A double-blind, randomized, placebo-controlled study with JNJ-37822681, a novel, highly selective, fast dissociating D(2) receptor antagonist in the treatment of acute exacerbation of schizophrenia

JNJ-37822681 is a novel, highly selective dopamine D(2) receptor antagonist characterized by a rapid dissociation rate from the dopamine D(2) receptor. This profile was hypothesized to confer antipsychotic efficacy and improved tolerability. In this 12-week study, the efficacy and safety of JNJ-37822681 were evaluated in patients with an acute exacerbation of schizophrenia, randomly assigned (1:1:1:1:1) to JNJ-37822681 (10-, 20- or 30-mg bid), olanzapine (15mg once-daily), or placebo (for 6weeks followed by olanzapine for 6weeks). Of 498 randomized patients, 298 (60%) completed the study. All JNJ-37822681 dose groups and the olanzapine group showed significantly greater reduction in PANSS total score from baseline to week 6 versus placebo (all p-values<0.001). Least-squares adjusted mean changes from baseline to week 6 in PANSS total score were: -6.4 (placebo); -18.4 (10mg JNJ-37822681), -17.7 (20mg JNJ-37822681), -20.0 (30mg JNJ-37822681) and -22.9 (olanzapine).
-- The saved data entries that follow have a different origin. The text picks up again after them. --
//!
//! # Error-Helper Utilities
//!
//! Decoders and tree-walkers commonly carry state worth reporting upon failure:
//! a byte offset, a record number, a stack of what was being decoded.
//! [ErrorHelper] lets each such type inject that state into its errors once, in `err`,
//! and then fail, unwrap, and assert through the default-implemented methods.
//!
//! ```rust
//! use elib21utils::error::{ErrorHelper, Unwrapper};
//!
//! /// Decoder which reports its position with each failure
//! struct Decoder {
//!     pos: usize,
//! }
//! impl ErrorHelper for Decoder {
//!     type Error = String;
//!     fn err(&self, msg: impl Into<String>) -> Self::Error {
//!         format!("{} (at byte {})", msg.into(), self.pos)
//!     }
//! }
//! impl Decoder {
//!     fn decode(&self, table: &[u8], idx: i32) -> Result<u8, String> {
//!         let idx = self.index(idx, table.len(), "table entry")?;
//!         table.get(idx).copied().unwrapper(self, "empty table")
//!     }
//! }
//! let d = Decoder { pos: 12 };
//! assert_eq!(d.decode(&[7, 8], 1), Ok(8));
//! assert!(d.decode(&[7, 8], 2).is_err());
//! ```
//!

///
/// # ErrorHelper
///
/// Implementers provide `err`, which creates their error type from a message.
/// Failure, unwrapping, assertion and index-checking are all provided atop it.
///
pub trait ErrorHelper {
    type Error;

    /// Create and return a [Self::Error] value.
    fn err(&self, msg: impl Into<String>) -> Self::Error;
    /// Return failure
    fn fail<T>(&self, msg: impl Into<String>) -> Result<T, Self::Error> {
        Err(self.err(msg))
    }
    /// Unwrap the [Option] `opt` if it is [Some], and return our error if not.
    fn unwrap<T>(&self, opt: Option<T>, msg: impl Into<String>) -> Result<T, Self::Error> {
        match opt {
            Some(val) => Ok(val),
            None => self.fail(msg),
        }
    }
    /// Assert a boolean condition. Returns through `self.fail` if it is not satisfied.
    fn assert(&self, b: bool, msg: impl Into<String>) -> Result<(), Self::Error> {
        match b {
            true => Ok(()),
            false => self.fail(msg),
        }
    }
    /// Check that signed on-disk index `idx` lies in `0..len`, and convert it to a [usize].
    /// `what` names the indexed table in the failure message.
    fn index(&self, idx: i32, len: usize, what: &str) -> Result<usize, Self::Error> {
        match usize::try_from(idx) {
            Ok(i) if i < len => Ok(i),
            _ => self.fail(format!("Invalid {} index {} (limit is {})", what, idx, len)),
        }
    }
}

///
/// # Unwrapper
///
/// Post-fix application of an [ErrorHelper] to [Option]s and [Result]s:
///
/// ```rust
/// use elib21utils::error::{ErrorHelper, Unwrapper};
///
/// fn example(h: &impl ErrorHelper<Error = String>) -> Result<i32, String> {
///     let a = Some(5).unwrapper(h, "Option failed!")?;
///     let b: Result<i32, ()> = Ok(6);
///     Ok(a + b.unwrapper(h, "Result failed!")?)
/// }
/// ```
///
/// The intent is not to implement [Unwrapper] for new types,
/// but to import it and use it on the standard library [Option] and [Result].
///
pub trait Unwrapper {
    type Ok;
    fn unwrapper<H>(self, helper: &H, msg: impl Into<String>) -> Result<Self::Ok, H::Error>
    where
        H: ErrorHelper;
}

/// # Unwrapper for [Option]
/// Routes [None] to the paired [ErrorHelper] rather than panicking.
impl<T> Unwrapper for Option<T> {
    type Ok = T;
    fn unwrapper<H>(self, helper: &H, msg: impl Into<String>) -> Result<Self::Ok, H::Error>
    where
        H: ErrorHelper,
    {
        helper.unwrap(self, msg)
    }
}

/// # Unwrapper for [Result]
/// Routes any [Err] to the paired [ErrorHelper]. The original error value is dropped.
impl<T, E> Unwrapper for Result<T, E> {
    type Ok = T;
    fn unwrapper<H>(
        self,
        helper: &H,
        msg: impl Into<String>,
    ) -> Result<<Self as Unwrapper>::Ok, H::Error>
    where
        H: ErrorHelper,
    {
        helper.unwrap(self.ok(), msg)
    }
}

#[cfg(test)]
mod tests {
    use super::*;

    struct Tagged;
    impl ErrorHelper for Tagged {
        type Error = String;
        fn err(&self, msg: impl Into<String>) -> String {
            format!("tagged: {}", msg.into())
        }
    }

    #[test]
    fn index_checks() {
        assert_eq!(Tagged.index(0, 1, "cell"), Ok(0));
        assert_eq!(
            Tagged.index(-1, 1, "cell"),
            Err("tagged: Invalid cell index -1 (limit is 1)".to_string())
        );
        assert!(Tagged.index(3, 3, "name").is_err());
    }
    #[test]
    fn unwrappers() {
        let r: Result<u8, ()> = Err(());
        assert_eq!(r.unwrapper(&Tagged, "nope"), Err("tagged: nope".to_string()));
        assert_eq!(Some(3).unwrapper(&Tagged, "nope"), Ok(3));
        assert!(Tagged.assert(false, "x").is_err());
    }
}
All JNJ-37822681 groups showed significant improvement versus placebo from baseline to week 6 in the PANSS subscales, Marder factors, Clinical Global Impression of Severity, and in the Subjective Well-Being on Neuroleptics scale (all p-values<0.05). The most common treatment-emergent adverse events with JNJ-37822681 were insomnia (17%) and akathisia (13%). Incidences of extrapyramidal symptoms were dose-related and were comparable for JNJ-37822681 10mg bid and olanzapine groups. All JNJ-37822681 dose groups showed lesser weight gain compared with olanzapine. The efficacy and tolerability profile of the JNJ-37822681 10mg bid was consistent with the study hypothesis.